Esos son los rentistas. No el niño de papá que dilapida en putas y viajes la herencia paterna.
Los bancos centrales inyectan liquidez y la bolsa sube. Y nosotros creemos que eso tiene algo que ver con nosotros, que eso es algo que nos beneficia, aunque sea indirectamente, a través de los estados y las empresas.
Pero no. La bolsa no tiene nada que ver con nosotros, no tiene nada que ver con las empresas que cotizan en ella.
Toda esa liquidez terminará indefectiblemente en las carteras y las cuentas paradisiacas de esos rentistas que encontrarán la manera de robarla del sistema a través de operaciones de accionariado, de opas o de cualquier otro mecanismo que dejará la situación igual o peor, pero que les hará a ellos más ricos.
Por más que nos la vendan o nos la hayan vendido como el baremo y el termómetro de nuestra salud, la bolsa, ese perverso club social de rentistas sin escrúpulos, es solamente el parte médico continuo de como avanza nuestra septicemia.
Pero esos rentistas permanecen en la sombra, nadie les mira y nadie les toca. Unos nos los venden como las grandes fortunas de jet privado y noche en el Liceo, El Real o El Arriaga y los otros nos los pintan como la reminiscencia plausible y tierna de la mítica Doña Estefaldina y sus aparcerías de la malhadada Cecilia.

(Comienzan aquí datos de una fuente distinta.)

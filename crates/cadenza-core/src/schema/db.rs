use chrono::{DateTime, Utc};
use rusqlite::types::Type;
use rusqlite::{Connection, OptionalExtension};
use std::path::Path;
use uuid::Uuid;

use crate::error::{Error, Result};
use crate::model::{Composer, ComposerId, Composition, CompositionId};
use crate::taxonomy::{Format, KeySignature, UnknownCode};

use super::migrations::MIGRATIONS;
use super::query::CompositionPredicate;

const COMPOSITION_COLUMNS: &str = "c.id, c.name, c.key_signature, c.number_of_movements, c.format,
            c.created_at, c.updated_at,
            p.id, p.name, p.created_at, p.updated_at";

const COMPOSITION_FROM: &str = "FROM compositions c JOIN composers p ON p.id = c.composer_id";

/// A database connection with CRUD methods for composers and compositions.
#[derive(Debug)]
pub struct Database {
    conn: Connection,
}

impl Database {
    /// Open (or create) a database at the given path and apply migrations.
    pub fn open(path: impl AsRef<Path>) -> Result<Self> {
        let conn = Connection::open(path)?;
        Self::with_connection(conn)
    }

    /// Open an in-memory database (for tests).
    pub fn open_in_memory() -> Result<Self> {
        let conn = Connection::open_in_memory()?;
        Self::with_connection(conn)
    }

    fn with_connection(conn: Connection) -> Result<Self> {
        // Foreign keys are a per-connection setting in SQLite
        conn.execute_batch("PRAGMA foreign_keys = ON;")?;
        let db = Self { conn };
        db.apply_migrations()?;
        Ok(db)
    }

    /// Get a reference to the underlying connection (for advanced queries).
    #[must_use]
    pub const fn conn(&self) -> &Connection {
        &self.conn
    }

    /// Run `f` inside a transaction.
    ///
    /// Commits when `f` returns `Ok`. On `Err`, or if anything unwinds
    /// before the commit, the transaction guard rolls every statement back.
    pub fn in_transaction<T>(&self, f: impl FnOnce(&Self) -> Result<T>) -> Result<T> {
        let tx = self.conn.unchecked_transaction()?;
        let value = f(self)?;
        tx.commit()?;
        Ok(value)
    }

    fn apply_migrations(&self) -> Result<()> {
        self.conn.execute(
            "CREATE TABLE IF NOT EXISTS schema_migrations (
                version INTEGER PRIMARY KEY,
                name TEXT NOT NULL,
                applied_at TEXT NOT NULL DEFAULT (datetime('now'))
            )",
            [],
        )?;

        let mut stmt = self
            .conn
            .prepare("SELECT version FROM schema_migrations ORDER BY version")?;
        let applied: Vec<u32> = stmt
            .query_map([], |row| row.get(0))?
            .collect::<rusqlite::Result<Vec<_>>>()?;

        for migration in MIGRATIONS {
            if !applied.contains(&migration.version) {
                log::info!(
                    "Applying migration {} ({})",
                    migration.version,
                    migration.name
                );
                self.in_transaction(|db| {
                    db.conn.execute_batch(migration.sql)?;
                    db.conn.execute(
                        "INSERT INTO schema_migrations (version, name) VALUES (?1, ?2)",
                        rusqlite::params![migration.version, migration.name],
                    )?;
                    Ok(())
                })?;
            }
        }

        Ok(())
    }
}

// Composer CRUD
impl Database {
    /// Insert a new composer.
    pub fn insert_composer(&self, composer: &Composer) -> Result<()> {
        self.conn.execute(
            "INSERT INTO composers (id, name, created_at, updated_at)
             VALUES (?1, ?2, ?3, ?4)",
            rusqlite::params![
                composer.id.to_string(),
                composer.name,
                composer.created_at.to_rfc3339(),
                composer.updated_at.to_rfc3339(),
            ],
        )?;
        Ok(())
    }

    /// Look up a composer by id.
    pub fn get_composer(&self, id: ComposerId) -> Result<Option<Composer>> {
        let composer = self
            .conn
            .query_row(
                "SELECT id, name, created_at, updated_at FROM composers WHERE id = ?1",
                [id.to_string()],
                |row| row_to_composer(row, 0),
            )
            .optional()?;
        Ok(composer)
    }

    /// Look up a composer by exact name. When several share the name, the
    /// earliest created wins.
    pub fn find_composer_by_name(&self, name: &str) -> Result<Option<Composer>> {
        let composer = self
            .conn
            .query_row(
                "SELECT id, name, created_at, updated_at FROM composers
                 WHERE name = ?1
                 ORDER BY created_at, rowid
                 LIMIT 1",
                [name],
                |row| row_to_composer(row, 0),
            )
            .optional()?;
        Ok(composer)
    }

    /// List all composers, ordered by name.
    pub fn list_composers(&self) -> Result<Vec<Composer>> {
        let mut stmt = self.conn.prepare(
            "SELECT id, name, created_at, updated_at FROM composers ORDER BY name, rowid",
        )?;
        let composers = stmt
            .query_map([], |row| row_to_composer(row, 0))?
            .collect::<rusqlite::Result<Vec<_>>>()?;
        Ok(composers)
    }

    /// Delete a composer and, by cascade, all of its compositions.
    ///
    /// Returns `false` when no composer had the id.
    pub fn delete_composer(&self, id: ComposerId) -> Result<bool> {
        let deleted = self
            .conn
            .execute("DELETE FROM composers WHERE id = ?1", [id.to_string()])?;
        Ok(deleted > 0)
    }

    pub fn count_composers(&self) -> Result<u64> {
        let count: i64 = self
            .conn
            .query_row("SELECT COUNT(*) FROM composers", [], |row| row.get(0))?;
        Ok(count.unsigned_abs())
    }
}

// Composition CRUD
impl Database {
    /// Insert a new composition. Its composer must already be stored.
    pub fn insert_composition(&self, composition: &Composition) -> Result<()> {
        self.conn
            .execute(
                "INSERT INTO compositions (
                    id, name, key_signature, number_of_movements, format,
                    composer_id, created_at, updated_at
                ) VALUES (?1, ?2, ?3, ?4, ?5, ?6, ?7, ?8)",
                rusqlite::params![
                    composition.id.to_string(),
                    composition.name,
                    composition.key_signature.code(),
                    composition.movements,
                    composition.format.code(),
                    composition.composer.id.to_string(),
                    composition.created_at.to_rfc3339(),
                    composition.updated_at.to_rfc3339(),
                ],
            )
            .map_err(|e| unique_violation_as_conflict(e, composition))?;
        Ok(())
    }

    /// Overwrite every mutable column of an existing composition.
    pub fn update_composition(&self, composition: &Composition) -> Result<()> {
        let updated = self
            .conn
            .execute(
                "UPDATE compositions SET
                    name = ?2, key_signature = ?3, number_of_movements = ?4,
                    format = ?5, composer_id = ?6, updated_at = ?7
                 WHERE id = ?1",
                rusqlite::params![
                    composition.id.to_string(),
                    composition.name,
                    composition.key_signature.code(),
                    composition.movements,
                    composition.format.code(),
                    composition.composer.id.to_string(),
                    composition.updated_at.to_rfc3339(),
                ],
            )
            .map_err(|e| unique_violation_as_conflict(e, composition))?;

        if updated == 0 {
            return Err(Error::composition_not_found(composition.id));
        }
        Ok(())
    }

    /// Fetch a composition joined with its composer.
    pub fn get_composition(&self, id: CompositionId) -> Result<Option<Composition>> {
        let sql = format!("SELECT {COMPOSITION_COLUMNS} {COMPOSITION_FROM} WHERE c.id = ?1");
        let composition = self
            .conn
            .query_row(&sql, [id.to_string()], row_to_composition)
            .optional()?;
        Ok(composition)
    }

    /// Whether a composition with this exact (name, key, composer) exists.
    pub fn composition_exists(
        &self,
        name: &str,
        key_signature: KeySignature,
        composer_id: ComposerId,
    ) -> Result<bool> {
        let exists: bool = self.conn.query_row(
            "SELECT EXISTS (
                SELECT 1 FROM compositions
                WHERE name = ?1 AND key_signature = ?2 AND composer_id = ?3
            )",
            rusqlite::params![name, key_signature.code(), composer_id.to_string()],
            |row| row.get(0),
        )?;
        Ok(exists)
    }

    /// List compositions matching `predicate`, in insertion order.
    pub fn find_compositions(&self, predicate: &CompositionPredicate) -> Result<Vec<Composition>> {
        let (where_clause, params) = predicate.to_sql();
        let sql = format!(
            "SELECT {COMPOSITION_COLUMNS} {COMPOSITION_FROM} {where_clause} ORDER BY c.rowid"
        );

        let mut stmt = self.conn.prepare(&sql)?;
        let compositions = stmt
            .query_map(rusqlite::params_from_iter(params), row_to_composition)?
            .collect::<rusqlite::Result<Vec<_>>>()?;
        Ok(compositions)
    }

    /// Delete a composition. Its composer is left in place.
    ///
    /// Returns `false` when no composition had the id.
    pub fn delete_composition(&self, id: CompositionId) -> Result<bool> {
        let deleted = self
            .conn
            .execute("DELETE FROM compositions WHERE id = ?1", [id.to_string()])?;
        Ok(deleted > 0)
    }

    pub fn count_compositions(&self) -> Result<u64> {
        let count: i64 = self
            .conn
            .query_row("SELECT COUNT(*) FROM compositions", [], |row| row.get(0))?;
        Ok(count.unsigned_abs())
    }
}

fn unique_violation_as_conflict(err: rusqlite::Error, composition: &Composition) -> Error {
    match &err {
        rusqlite::Error::SqliteFailure(e, message)
            if e.extended_code == rusqlite::ffi::SQLITE_CONSTRAINT_UNIQUE
                || message
                    .as_deref()
                    .is_some_and(|m| m.starts_with("UNIQUE constraint failed")) =>
        {
            Error::Conflict(format!(
                "a composition named '{}' in {} by {} already exists",
                composition.name, composition.key_signature, composition.composer.name
            ))
        }
        _ => Error::Database(err),
    }
}

fn row_to_composer(row: &rusqlite::Row, offset: usize) -> rusqlite::Result<Composer> {
    Ok(Composer {
        id: ComposerId::from_uuid(parse_uuid(row, offset)?),
        name: row.get(offset + 1)?,
        created_at: parse_timestamp(row, offset + 2)?,
        updated_at: parse_timestamp(row, offset + 3)?,
    })
}

fn row_to_composition(row: &rusqlite::Row) -> rusqlite::Result<Composition> {
    let key_code: i64 = row.get(2)?;
    let movements: u32 = row.get(3)?;
    let format_code: i64 = row.get(4)?;

    Ok(Composition {
        id: CompositionId::from_uuid(parse_uuid(row, 0)?),
        name: row.get(1)?,
        key_signature: KeySignature::from_code(key_code)
            .ok_or_else(|| unknown_code(2, "key signature", key_code))?,
        movements,
        format: Format::from_code(format_code)
            .ok_or_else(|| unknown_code(4, "format", format_code))?,
        created_at: parse_timestamp(row, 5)?,
        updated_at: parse_timestamp(row, 6)?,
        composer: row_to_composer(row, 7)?,
    })
}

fn parse_uuid(row: &rusqlite::Row, idx: usize) -> rusqlite::Result<Uuid> {
    let text: String = row.get(idx)?;
    Uuid::parse_str(&text)
        .map_err(|e| rusqlite::Error::FromSqlConversionFailure(idx, Type::Text, Box::new(e)))
}

fn parse_timestamp(row: &rusqlite::Row, idx: usize) -> rusqlite::Result<DateTime<Utc>> {
    let text: String = row.get(idx)?;
    DateTime::parse_from_rfc3339(&text)
        .map(Into::into)
        .map_err(|e| rusqlite::Error::FromSqlConversionFailure(idx, Type::Text, Box::new(e)))
}

fn unknown_code(idx: usize, family: &'static str, code: i64) -> rusqlite::Error {
    rusqlite::Error::FromSqlConversionFailure(
        idx,
        Type::Integer,
        Box::new(UnknownCode {
            family,
            value: code.to_string(),
        }),
    )
}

Así que quizás Rajoy tenga razón y no haya que tocar los patrimonios.
Quizás haya que grabar las actividades; restringir el número de beneficiarios financieros por empresa y la cantidad de empresas de las que un solo individuo, una empresa o una corporación puede ser inversora financiera. Quizás haya que grabar tanto los beneficios de la especulación bursátil y financiera que ya no les resulte rentable jugar al paddle y consultar el iPhone mientras derriban y encumbran empresas, mientras destruyen nuestro presente y cercenan nuestro futuro. Quizás haya que controlar de verdad o incluso cerrar La Bolsa.
Y algunos me dirán que eso es imposible en este sistema. De acuerdo, yo no he dicho que tengamos que seguir en este sistema.

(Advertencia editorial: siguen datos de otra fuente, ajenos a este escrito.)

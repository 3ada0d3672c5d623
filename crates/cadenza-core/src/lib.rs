//! Core domain model for cadenza.
//!
//! This crate defines the composer/composition model, the key signature and
//! format taxonomies with their display-name registry, the SQLite schema,
//! and the [`Catalog`] service that resolves composers and performs
//! transactional writes.

#![deny(unsafe_code)]
#![warn(missing_debug_implementations)]

pub mod catalog;
pub mod error;
pub mod model;
pub mod registry;
pub mod schema;
pub mod taxonomy;

pub use catalog::Catalog;
pub use error::{Error, Result};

Quizás aquellos y aquellas que ni trabajan, ni crean empresas, ni realizan actividad productiva ninguna tengan que ver como las inmensas alas de la Agencia Tributaria se extienden sobre ellos, enviándoles el mensaje de que una sociedad que se precie no puede tolerar, por pura supervivencia, tanta gente que gana dinero sin hacer nada, sin crear nada, sin cambiar nada.
Pero ni el socialismo apologético de Zapatero y sus grandes fortunas de a 700.000 euros ni el populismo evangélico de Rajoy y su emblemática imagen del anciano rentista harán nada de eso.
Y no lo harán no porque ellos no quieran hacerlo. No lo harán sencillamente porque nosotros no queremos que lo hagan.
Porque, en el fondo, tanto hemos abominado del trabajo, tanto hemos aparcado la decisión vocacional sobre nuestros futuros, tanto hemos denostado nuestra responsabilidad para con nosotros mismos y nuestras posibilidades, que no nos molesta la existencia del rentista. Solamente nos molesta no tener invitaciones para unirnos a ese club.
Tanto hemos imbricado el egoísmo en nuestras mentes individuales que ya todos queremos ser ricos. No queremos hacer una cosa u otra.
Únicamente queremos ser rentistas. Hasta los mejores de nosotros sólo sueñan con vivir de las rentas. Así que no podemos consentir que el rentismo desaparezca.
No podemos permitir que se eche el cierre definitivo a la Bolsa de Valores y, sabiendo de antemano que no vamos a encontrar la paz egoísta en la suerte de las rentas, se nos arroje a la necesidad de soñar con la felicidad en el aprovechamiento de nuestras capacidades, nuestros esfuerzos y nuestras vocaciones.
No podemos consentirlo porque no exploramos las primeras, rechazamos los segundos e ignoramos o ni siquiera nos planteamos las terceras.
Porque creemos haber ganado con la sangre de otros, la vocación de otros y la lucha de otros, el derecho a ansiar un destino en el cual el mundo nos de todo sin que nosotros tengamos la obligación de darle nada.
Así que Rajoy sin saberlo ha puesto el dedo en la yaga. Y una vez más la yaga, a través de la que nos invade nuestra propia septicemia, somos nosotros mismos.